» **WHAT IS NEEDED**: The required output is the exact run of lines below that opens at the line with "pub fn join_eq(left: &[Value], right: &[Value])" and closes at the line with "let mut res = vec![SENTINEL; n];".

» **EXCERPTED RECORDS**:
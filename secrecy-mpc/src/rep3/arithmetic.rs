use super::protocol::Rep3;
use super::share::AShare;
use crate::error::Error;
use crate::traits::network_trait::NetworkTrait;
use crate::types::Data;

impl<N: NetworkTrait> Rep3<N> {
    /// Masked local half of `a * b`. Has to be reshared before it is a
    /// valid share again.
    pub fn mul_pre(&mut self, a: &AShare, b: &AShare) -> Result<Data, Error> {
        let rand = self.prf()?.gen_zero_share();
        Ok(a.mul_local(b).wrapping_add(rand))
    }

    pub async fn mul(&mut self, a: AShare, b: AShare) -> Result<AShare, Error> {
        let res = self.mul_many(&[a], &[b]).await?;
        res.first().copied().ok_or(Error::InvalidMessageSize)
    }

    pub async fn mul_many(&mut self, a: &[AShare], b: &[AShare]) -> Result<Vec<AShare>, Error> {
        if a.len() != b.len() {
            return Err(Error::InvalidSizeError);
        }
        let mut shares_a = Vec::with_capacity(a.len());
        for (a_, b_) in a.iter().zip(b) {
            shares_a.push(self.mul_pre(a_, b_)?);
        }

        // Network: reshare
        self.reshare_a(shares_a).await
    }

    /// `bit ? on_true : on_false` for an arithmetic 0/1 selector.
    pub async fn mux_a_many(
        &mut self,
        bits: &[AShare],
        on_true: &[AShare],
        on_false: &[AShare],
    ) -> Result<Vec<AShare>, Error> {
        if bits.len() != on_true.len() || bits.len() != on_false.len() {
            return Err(Error::InvalidSizeError);
        }
        let diff: Vec<AShare> = on_true
            .iter()
            .zip(on_false)
            .map(|(t, f)| *t - *f)
            .collect();
        let prod = self.mul_many(bits, &diff).await?;
        Ok(prod.into_iter().zip(on_false).map(|(p, f)| p + *f).collect())
    }
}
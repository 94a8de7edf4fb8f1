use std::io;

use bytes::{Bytes, BytesMut};
use tokio_util::codec::{Decoder, Encoder};

/// A codec for raw, unframed messages.
///
/// Nothing is prepended on the wire. The receiving side has to announce how
/// many bytes it is waiting for with [`RawCodec::expect`] before polling the
/// stream; the decoder then yields exactly one frame of that size.
#[derive(Default, Debug, Clone)]
pub struct RawCodec {
    decode_state: Option<usize>,
}

impl RawCodec {
    pub fn new() -> Self {
        Self::default()
    }

    /// Sets the size of the next frame.
    pub fn expect(&mut self, len: usize) {
        self.decode_state = Some(len);
    }
}

impl Encoder<Bytes> for RawCodec {
    type Error = io::Error;

    fn encode(&mut self, item: Bytes, dst: &mut BytesMut) -> Result<(), Self::Error> {
        dst.extend_from_slice(&item);
        Ok(())
    }
}

impl Decoder for RawCodec {
    type Item = BytesMut;

    type Error = io::Error;

    fn decode(&mut self, src: &mut BytesMut) -> Result<Option<Self::Item>, Self::Error> {
        let n = match self.decode_state {
            // nobody is waiting for data yet
            None => return Ok(None),
            Some(n) => n,
        };
        if src.len() < n {
            src.reserve(n - src.len());
            return Ok(None);
        }
        self.decode_state = None;
        Ok(Some(src.split_to(n)))
    }

    fn decode_eof(&mut self, buf: &mut BytesMut) -> Result<Option<Self::Item>, Self::Error> {
        match self.decode(buf)? {
            Some(frame) => Ok(Some(frame)),
            None => {
                if buf.is_empty() && self.decode_state.is_none() {
                    Ok(None)
                } else {
                    Err(io::Error::new(
                        io::ErrorKind::UnexpectedEof,
                        "stream closed in the middle of a message",
                    ))
                }
            }
        }
    }
}
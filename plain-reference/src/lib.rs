use color_eyre::eyre::{ensure, Result};
use rand::Rng;
use rand::{rngs::SmallRng, SeedableRng};
use std::cmp::Ordering;

/// Plaintext value of one table cell.
pub type Value = u64;

/// Marker written into masked rows and aggregates.
pub const SENTINEL: Value = Value::MAX;

/// Row-major plaintext table, the cleartext counterpart of a share table.
#[derive(Clone, Debug, Default, PartialEq, Eq)]
pub struct PlainTable {
    num_cols: usize,
    rows: Vec<Vec<Value>>,
}

impl PlainTable {
    pub fn new(num_cols: usize) -> Self {
        Self {
            num_cols,
            rows: Vec::new(),
        }
    }

    pub fn from_rows(rows: Vec<Vec<Value>>) -> Result<Self> {
        let num_cols = rows.first().map(|r| r.len()).unwrap_or_default();
        ensure!(
            rows.iter().all(|r| r.len() == num_cols),
            "rows of different width, expected {} columns",
            num_cols
        );
        Ok(Self { num_cols, rows })
    }

    pub fn random(num_rows: usize, num_cols: usize, max: Value) -> Self {
        let mut rng = SmallRng::from_entropy();
        Self::random_rng(&mut rng, num_rows, num_cols, max)
    }

    /// Values drawn uniformly from `0..max`, so small domains give groups.
    pub fn random_rng<R: Rng>(rng: &mut R, num_rows: usize, num_cols: usize, max: Value) -> Self {
        let rows = (0..num_rows)
            .map(|_| (0..num_cols).map(|_| rng.gen_range(0..max)).collect())
            .collect();
        Self { num_cols, rows }
    }

    pub fn push(&mut self, row: Vec<Value>) {
        assert_eq!(row.len(), self.num_cols);
        self.rows.push(row);
    }

    pub fn num_rows(&self) -> usize {
        self.rows.len()
    }

    pub fn num_cols(&self) -> usize {
        self.num_cols
    }

    pub fn rows(&self) -> &[Vec<Value>] {
        &self.rows
    }

    pub fn get(&self, row: usize, col: usize) -> Value {
        self.rows[row][col]
    }

    pub fn column(&self, col: usize) -> Vec<Value> {
        self.rows.iter().map(|r| r[col]).collect()
    }

    /// Raw bytes of one row, in native byte order.
    pub fn row_bytes(&self, row: usize) -> &[u8] {
        bytemuck::cast_slice(&self.rows[row])
    }

    pub fn sort(&mut self, keys: &[usize], asc: &[bool]) {
        self.rows.sort_by(|x, y| compare_rows(x, y, keys, asc));
    }

    /// Overwrites every unselected row with the sentinel.
    pub fn mask(&mut self, selected: &[bool]) {
        for (row, sel) in self.rows.iter_mut().zip(selected) {
            if !sel {
                row.fill(SENTINEL);
            }
        }
    }
}

/// Values compare as two's complement signed integers.
pub fn compare_signed(x: Value, y: Value) -> Ordering {
    (x as i64).cmp(&(y as i64))
}

pub fn greater(x: Value, y: Value) -> bool {
    compare_signed(x, y) == Ordering::Greater
}

pub fn greater_equal(x: Value, y: Value) -> bool {
    compare_signed(x, y) != Ordering::Less
}

pub fn compare_rows(x: &[Value], y: &[Value], keys: &[usize], asc: &[bool]) -> Ordering {
    for (key, asc) in keys.iter().zip(asc) {
        let ord = compare_signed(x[*key], y[*key]);
        let ord = if *asc { ord } else { ord.reverse() };
        if ord != Ordering::Equal {
            return ord;
        }
    }
    Ordering::Equal
}

/// `left[i] == right[j]` for every pair, left-major.
pub fn join_eq(left: &[Value], right: &[Value]) -> Vec<bool> {
    left.iter()
        .flat_map(|l| right.iter().map(move |r| l == r))
        .collect()
}

pub fn semi_join(left: &[Value], right: &[Value]) -> Vec<bool> {
    left.iter().map(|l| right.contains(l)).collect()
}

pub fn distinct(column: &[Value]) -> Vec<bool> {
    column
        .iter()
        .enumerate()
        .map(|(i, v)| i == 0 || column[i - 1] != *v)
        .collect()
}

fn same_group(table: &PlainTable, keys: &[usize], i: usize) -> bool {
    keys.iter().all(|k| table.get(i, *k) == table.get(i + 1, *k))
}

// Runs `fold` over the selected rows of every group and keeps the last row
// of each group with a selected row. Everything else is masked.
fn group_fold<F>(table: &mut PlainTable, keys: &[usize], selected: &[bool], mut fold: F) -> Vec<Value>
where
    F: FnMut(usize, Option<Value>) -> Value,
{
    let n = table.num_rows();
    let mut res = vec![SENTINEL; n];
    let mut keep = vec![false; n];
    let mut acc: Option<Value> = None;
    for i in 0..n {
        if selected[i] {
            acc = Some(fold(i, acc));
        }
        if i + 1 == n || !same_group(table, keys, i) {
            if let Some(v) = acc {
                keep[i] = true;
                res[i] = v;
            }
            acc = None;
        }
    }
    table.mask(&keep);
    res
}

pub fn group_by_count_selected(table: &mut PlainTable, keys: &[usize], selected: &[bool]) -> Vec<Value> {
    group_fold(table, keys, selected, |_, acc| acc.unwrap_or(0) + 1)
}

pub fn group_by_count(table: &mut PlainTable, keys: &[usize]) -> Vec<Value> {
    let selected = vec![true; table.num_rows()];
    group_by_count_selected(table, keys, &selected)
}

pub fn group_by_sum_selected(
    table: &mut PlainTable,
    keys: &[usize],
    selected: &[bool],
    values: &[Value],
) -> Vec<Value> {
    group_fold(table, keys, selected, |i, acc| {
        acc.unwrap_or(0).wrapping_add(values[i])
    })
}

/// Writes the group minimum of `min_col` and maximum of `max_col` over the
/// selected rows into the representative row.
pub fn group_by_min_max_selected(
    table: &mut PlainTable,
    keys: &[usize],
    selected: &[bool],
    min_col: usize,
    max_col: usize,
) {
    let n = table.num_rows();
    let orig = table.clone();
    let mut best: Option<(Value, Value)> = None;
    for i in 0..n {
        if selected[i] {
            let (mi, ma) = (orig.get(i, min_col), orig.get(i, max_col));
            best = Some(match best {
                None => (mi, ma),
                Some((a, b)) => (
                    if greater(a, mi) { mi } else { a },
                    if greater(ma, b) { ma } else { b },
                ),
            });
        }
        if i + 1 == n || !same_group(&orig, keys, i) {
            if let Some((mi, ma)) = best {
                table.rows[i][min_col] = mi;
                table.rows[i][max_col] = ma;
            }
            best = None;
        }
    }
    group_fold(table, keys, selected, |_, _| 0);
}

/// Per left row the sum of right values with an equal join key, then summed
/// per group of `group`.
pub fn group_by_join(
    left: &mut PlainTable,
    group_col: usize,
    left_join_col: usize,
    right_keys: &[Value],
    right_values: &[Value],
) -> Vec<Value> {
    let n = left.num_rows();
    let selected = vec![true; n];
    let sums: Vec<Value> = (0..n)
        .map(|i| {
            let k = left.get(i, left_join_col);
            right_keys
                .iter()
                .zip(right_values)
                .filter(|(r, _)| **r == k)
                .fold(0, |acc: Value, (_, v)| acc.wrapping_add(*v))
        })
        .collect();
    group_by_sum_selected(left, &[group_col], &selected, &sums)
}
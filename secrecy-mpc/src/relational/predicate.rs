use crate::rep3::share::BShare;
use crate::types::Data;

/// Row predicate evaluated by [`select`](super::RelationalProtocol::select).
#[derive(Clone, Copy, Debug, PartialEq, Eq)]
pub enum Predicate {
    /// `row[left] == row[right]`
    Equal { left: usize, right: usize },
    /// `row[left] > row[right]`, signed
    Greater { left: usize, right: usize },
    /// `row[left] >= row[right]`, signed
    GreaterEqual { left: usize, right: usize },
    /// `row[col] > constant`, signed
    GreaterConst { col: usize, constant: BShare },
    /// `row[col] == constant`
    EqualConst { col: usize, constant: BShare },
    /// `row[col] < 0`
    LessThanZero { col: usize },
}

impl Predicate {
    pub(crate) fn columns(&self) -> Vec<usize> {
        match *self {
            Predicate::Equal { left, right }
            | Predicate::Greater { left, right }
            | Predicate::GreaterEqual { left, right } => vec![left, right],
            Predicate::GreaterConst { col, .. }
            | Predicate::EqualConst { col, .. }
            | Predicate::LessThanZero { col } => vec![col],
        }
    }
}

/// Row predicate on an arithmetic table, evaluated by
/// [`select_a`](super::RelationalProtocol::select_a).
#[derive(Clone, Copy, Debug, PartialEq, Eq)]
pub enum ArithPredicate {
    /// `row[left] == row[right]`
    Equal { left: usize, right: usize },
    /// `row[col] == constant`
    EqualConst { col: usize, constant: Data },
}

impl ArithPredicate {
    pub(crate) fn columns(&self) -> Vec<usize> {
        match *self {
            ArithPredicate::Equal { left, right } => vec![left, right],
            ArithPredicate::EqualConst { col, .. } => vec![col],
        }
    }
}
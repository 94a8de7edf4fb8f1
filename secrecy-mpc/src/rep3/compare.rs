use super::protocol::Rep3;
use super::share::{BShare, BitShare};
use crate::error::Error;
use crate::traits::network_trait::NetworkTrait;
use crate::types::{Data, DATA_BITS};

const SIGN_BIT: Data = 1 << (DATA_BITS - 1);

impl<N: NetworkTrait> Rep3<N> {
    /// Bitwise equality reduced by a balanced AND tree, six rounds for the
    /// whole batch.
    pub async fn eq_many(&mut self, x: &[BShare], y: &[BShare]) -> Result<Vec<BitShare>, Error> {
        let mut z = Self::xor_many(x, y)?;
        for z in z.iter_mut() {
            *z = !*z;
        }
        let mut shift = DATA_BITS as u32 / 2;
        while shift > 0 {
            let hi: Vec<BShare> = z.iter().map(|z| *z >> shift).collect();
            z = self.and_many(&z, &hi).await?;
            shift /= 2;
        }
        Ok(z.into_iter().map(BShare::lsb).collect())
    }

    pub async fn eq_const_many(&mut self, x: &[BShare], c: Data) -> Result<Vec<BitShare>, Error> {
        let y = vec![BShare::constant(c); x.len()];
        self.eq_many(x, &y).await
    }

    /// Unsigned `(x > y, x == y)`.
    ///
    /// Every bit position starts as a block of its own with
    /// `g = x & !y` and `e = !(x ^ y)`. Each level merges neighbouring blocks,
    /// `g = g_hi ^ (e_hi & g_lo)` and `e = e_hi & e_lo`, with both ANDs
    /// of a level sent in one message. One round for the diagonal plus six
    /// levels, independent of the batch size.
    pub async fn compare_unsigned_many(
        &mut self,
        x: &[BShare],
        y: &[BShare],
    ) -> Result<(Vec<BitShare>, Vec<BitShare>), Error> {
        if x.len() != y.len() {
            return Err(Error::InvalidSizeError);
        }
        let n = x.len();
        let mut e: Vec<BShare> = x.iter().zip(y).map(|(x, y)| !(*x ^ *y)).collect();
        let not_y = Self::not_many(y);
        let mut g = self.and_many(x, &not_y).await?;

        let mut shift = 1;
        while (shift as usize) < DATA_BITS {
            let mut lhs = Vec::with_capacity(2 * n);
            let mut rhs = Vec::with_capacity(2 * n);
            for (g, e) in g.iter().zip(e.iter()) {
                let e_hi = *e >> shift;
                lhs.push(e_hi);
                rhs.push(*g);
                lhs.push(e_hi);
                rhs.push(*e);
            }
            let res = self.and_many(&lhs, &rhs).await?;
            for (i, pair) in res.chunks_exact(2).enumerate() {
                g[i] = (g[i] >> shift) ^ pair[0];
                e[i] = pair[1];
            }
            shift <<= 1;
        }

        Ok((
            g.into_iter().map(BShare::lsb).collect(),
            e.into_iter().map(BShare::lsb).collect(),
        ))
    }

    /// Signed `(x > y, x == y)` in seven rounds.
    pub async fn compare_many(
        &mut self,
        x: &[BShare],
        y: &[BShare],
    ) -> Result<(Vec<BitShare>, Vec<BitShare>), Error> {
        let x: Vec<BShare> = x.iter().map(|x| *x ^ SIGN_BIT).collect();
        let y: Vec<BShare> = y.iter().map(|y| *y ^ SIGN_BIT).collect();
        self.compare_unsigned_many(&x, &y).await
    }

    pub async fn greater_unsigned_many(
        &mut self,
        x: &[BShare],
        y: &[BShare],
    ) -> Result<Vec<BitShare>, Error> {
        Ok(self.compare_unsigned_many(x, y).await?.0)
    }

    /// Signed `x > y`.
    pub async fn greater_many(
        &mut self,
        x: &[BShare],
        y: &[BShare],
    ) -> Result<Vec<BitShare>, Error> {
        Ok(self.compare_many(x, y).await?.0)
    }

    /// Signed `x >= y`, computed as `!(y > x)`.
    pub async fn geq_many(&mut self, x: &[BShare], y: &[BShare]) -> Result<Vec<BitShare>, Error> {
        let lt = self.greater_many(y, x).await?;
        Ok(lt.into_iter().map(|b| b ^ 1).collect())
    }

    pub async fn greater_const_many(
        &mut self,
        x: &[BShare],
        c: Data,
    ) -> Result<Vec<BitShare>, Error> {
        let y = vec![BShare::constant(c); x.len()];
        self.greater_many(x, &y).await
    }

    /// Sign bit, local.
    pub fn ltz_many(x: &[BShare]) -> Vec<BitShare> {
        x.iter().map(|x| x.msb()).collect()
    }
}
use super::id::PartyID;
use crate::types::Data;
use num_traits::Zero;
use serde::{Deserialize, Serialize};
use std::ops::{
    Add, AddAssign, BitAnd, BitXor, BitXorAssign, Mul, Neg, Not, Shl, Shr, Sub, SubAssign,
};

// share x = x0 ^ x1 ^ x2 (or x0 + x1 + x2) where party i has (xi, x{i+1})

/// Boolean (XOR) replicated share of a 64-bit word.
#[derive(Clone, Copy, Debug, PartialEq, Default, Eq, Serialize, Deserialize)]
pub struct BShare {
    pub(crate) a: Data,
    pub(crate) b: Data,
}

/// A [`BShare`] whose value lives in the least significant bit.
pub type BitShare = BShare;

/// Arithmetic (mod 2^64) replicated share of a 64-bit word.
#[derive(Clone, Copy, Debug, PartialEq, Default, Eq, Serialize, Deserialize)]
pub struct AShare {
    pub(crate) a: Data,
    pub(crate) b: Data,
}

impl BShare {
    pub fn new(a: Data, b: Data) -> Self {
        BShare { a, b }
    }

    /// Sharing of a public value. Every party holds the value in both
    /// slots, the three copies XOR to the value since 3 is odd.
    pub fn constant(value: Data) -> Self {
        BShare { a: value, b: value }
    }

    pub fn get_a(&self) -> Data {
        self.a
    }

    pub fn get_b(&self) -> Data {
        self.b
    }

    pub fn get_ab(self) -> (Data, Data) {
        (self.a, self.b)
    }

    /// The local half of an AND gate, still to be masked and reshared.
    pub(crate) fn and_local(&self, other: &Self) -> Data {
        (self.a & other.a) ^ (self.a & other.b) ^ (self.b & other.a)
    }

    pub fn lsb(self) -> BitShare {
        self & 1
    }

    pub fn msb(self) -> BitShare {
        self >> (Data::BITS - 1)
    }

    /// Spreads the least significant bit over the whole word.
    pub fn expand_lsb(self) -> Self {
        BShare {
            a: (self.a & 1).wrapping_neg(),
            b: (self.b & 1).wrapping_neg(),
        }
    }
}

impl AShare {
    pub fn new(a: Data, b: Data) -> Self {
        AShare { a, b }
    }

    pub fn constant(value: Data, id: PartyID) -> Self {
        AShare::zero().add_const(value, id)
    }

    pub fn get_a(&self) -> Data {
        self.a
    }

    pub fn get_b(&self) -> Data {
        self.b
    }

    pub fn get_ab(self) -> (Data, Data) {
        (self.a, self.b)
    }

    /// The local half of a multiplication, still to be masked and reshared.
    pub(crate) fn mul_local(&self, other: &Self) -> Data {
        self.a
            .wrapping_mul(other.a)
            .wrapping_add(self.a.wrapping_mul(other.b))
            .wrapping_add(self.b.wrapping_mul(other.a))
    }

    pub(crate) fn add_const(mut self, other: Data, id: PartyID) -> Self {
        self.add_assign_const(other, id);
        self
    }

    // x0 is held by party 0 as `a` and by party 2 as `b`
    pub(crate) fn add_assign_const(&mut self, other: Data, id: PartyID) {
        match id {
            PartyID::ID0 => self.a = self.a.wrapping_add(other),
            PartyID::ID1 => {}
            PartyID::ID2 => self.b = self.b.wrapping_add(other),
        }
    }

    pub(crate) fn sub_const(self, other: Data, id: PartyID) -> Self {
        self.add_const(other.wrapping_neg(), id)
    }
}

impl BitXor for BShare {
    type Output = Self;

    fn bitxor(self, rhs: Self) -> Self::Output {
        BShare {
            a: self.a ^ rhs.a,
            b: self.b ^ rhs.b,
        }
    }
}

impl BitXor<Data> for BShare {
    type Output = Self;

    fn bitxor(self, rhs: Data) -> Self::Output {
        BShare {
            a: self.a ^ rhs,
            b: self.b ^ rhs,
        }
    }
}

impl BitXorAssign for BShare {
    fn bitxor_assign(&mut self, rhs: Self) {
        self.a ^= rhs.a;
        self.b ^= rhs.b;
    }
}

impl BitXorAssign<Data> for BShare {
    fn bitxor_assign(&mut self, rhs: Data) {
        self.a ^= rhs;
        self.b ^= rhs;
    }
}

/// AND with a public mask is local.
impl BitAnd<Data> for BShare {
    type Output = Self;

    fn bitand(self, rhs: Data) -> Self::Output {
        BShare {
            a: self.a & rhs,
            b: self.b & rhs,
        }
    }
}

impl Not for BShare {
    type Output = Self;

    fn not(self) -> Self::Output {
        BShare {
            a: !self.a,
            b: !self.b,
        }
    }
}

impl Shl<u32> for BShare {
    type Output = Self;

    fn shl(self, rhs: u32) -> Self::Output {
        BShare {
            a: self.a << rhs,
            b: self.b << rhs,
        }
    }
}

impl Shr<u32> for BShare {
    type Output = Self;

    fn shr(self, rhs: u32) -> Self::Output {
        BShare {
            a: self.a >> rhs,
            b: self.b >> rhs,
        }
    }
}

impl Add for AShare {
    type Output = Self;

    fn add(self, rhs: Self) -> Self::Output {
        AShare {
            a: self.a.wrapping_add(rhs.a),
            b: self.b.wrapping_add(rhs.b),
        }
    }
}

impl AddAssign for AShare {
    fn add_assign(&mut self, rhs: Self) {
        self.a = self.a.wrapping_add(rhs.a);
        self.b = self.b.wrapping_add(rhs.b);
    }
}

impl Sub for AShare {
    type Output = Self;

    fn sub(self, rhs: Self) -> Self::Output {
        AShare {
            a: self.a.wrapping_sub(rhs.a),
            b: self.b.wrapping_sub(rhs.b),
        }
    }
}

impl SubAssign for AShare {
    fn sub_assign(&mut self, rhs: Self) {
        self.a = self.a.wrapping_sub(rhs.a);
        self.b = self.b.wrapping_sub(rhs.b);
    }
}

impl Neg for AShare {
    type Output = Self;

    fn neg(self) -> Self::Output {
        AShare {
            a: self.a.wrapping_neg(),
            b: self.b.wrapping_neg(),
        }
    }
}

impl Mul<Data> for AShare {
    type Output = Self;

    fn mul(self, rhs: Data) -> Self::Output {
        AShare {
            a: self.a.wrapping_mul(rhs),
            b: self.b.wrapping_mul(rhs),
        }
    }
}

impl Zero for AShare {
    fn zero() -> Self {
        AShare { a: 0, b: 0 }
    }

    fn is_zero(&self) -> bool {
        self.a == 0 && self.b == 0
    }
}

/// Splits `value` into the three boolean party views.
pub fn share_b<R: rand::Rng>(value: Data, rng: &mut R) -> [BShare; 3] {
    let x0 = rng.gen::<Data>();
    let x1 = rng.gen::<Data>();
    let x2 = value ^ x0 ^ x1;
    [
        BShare::new(x0, x1),
        BShare::new(x1, x2),
        BShare::new(x2, x0),
    ]
}

/// Splits `value` into the three arithmetic party views.
pub fn share_a<R: rand::Rng>(value: Data, rng: &mut R) -> [AShare; 3] {
    let x0 = rng.gen::<Data>();
    let x1 = rng.gen::<Data>();
    let x2 = value.wrapping_sub(x0).wrapping_sub(x1);
    [
        AShare::new(x0, x1),
        AShare::new(x1, x2),
        AShare::new(x2, x0),
    ]
}
use crate::rep3::share::BShare;
use crate::types::Data;
use rand::{Rng, SeedableRng};
use rand_chacha::ChaCha12Rng;

pub type PrfSeed = [u8; 32];

/// Two correlated streams: `my_prf` is seeded locally and mirrored by the
/// successor, `prev_prf` is seeded by the predecessor.
pub struct Prf {
    my_prf: ChaCha12Rng,
    prev_prf: ChaCha12Rng,
}

impl Prf {
    pub fn new(my_seed: PrfSeed, prev_seed: PrfSeed) -> Self {
        Self {
            my_prf: ChaCha12Rng::from_seed(my_seed),
            prev_prf: ChaCha12Rng::from_seed(prev_seed),
        }
    }

    pub fn gen_seed() -> PrfSeed {
        let mut rng = ChaCha12Rng::from_entropy();
        rng.gen::<PrfSeed>()
    }

    pub(crate) fn gen_rands(&mut self) -> (Data, Data) {
        let a = self.my_prf.gen::<Data>();
        let b = self.prev_prf.gen::<Data>();
        (a, b)
    }

    /// The three parties' outputs sum to zero mod 2^64.
    pub(crate) fn gen_zero_share(&mut self) -> Data {
        let (a, b) = self.gen_rands();
        a.wrapping_sub(b)
    }

    /// The three parties' outputs XOR to zero.
    pub(crate) fn gen_binary_zero_share(&mut self) -> Data {
        let (a, b) = self.gen_rands();
        a ^ b
    }

    /// A replicated boolean sharing of a fresh random word, without
    /// communication.
    pub(crate) fn gen_binary_random_share(&mut self) -> BShare {
        let (mine, prev) = self.gen_rands();
        BShare::new(prev, mine)
    }
}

» **SOLUTION TO THIS EXERCISE**:
pub fn join_eq(left: &[Value], right: &[Value]) -> Vec<bool> {
    left.iter()
        .flat_map(|l| right.iter().map(move |r| l == r))
        .collect()
}

pub fn semi_join(left: &[Value], right: &[Value]) -> Vec<bool> {
    left.iter().map(|l| right.contains(l)).collect()
}

pub fn distinct(column: &[Value]) -> Vec<bool> {
    column
        .iter()
        .enumerate()
        .map(|(i, v)| i == 0 || column[i - 1] != *v)
        .collect()
}

fn same_group(table: &PlainTable, keys: &[usize], i: usize) -> bool {
    keys.iter().all(|k| table.get(i, *k) == table.get(i + 1, *k))
}

// Runs `fold` over the selected rows of every group and keeps the last row
// of each group with a selected row. Everything else is masked.
fn group_fold<F>(table: &mut PlainTable, keys: &[usize], selected: &[bool], mut fold: F) -> Vec<Value>
where
    F: FnMut(usize, Option<Value>) -> Value,
{
    let n = table.num_rows();
    let mut res = vec![SENTINEL; n];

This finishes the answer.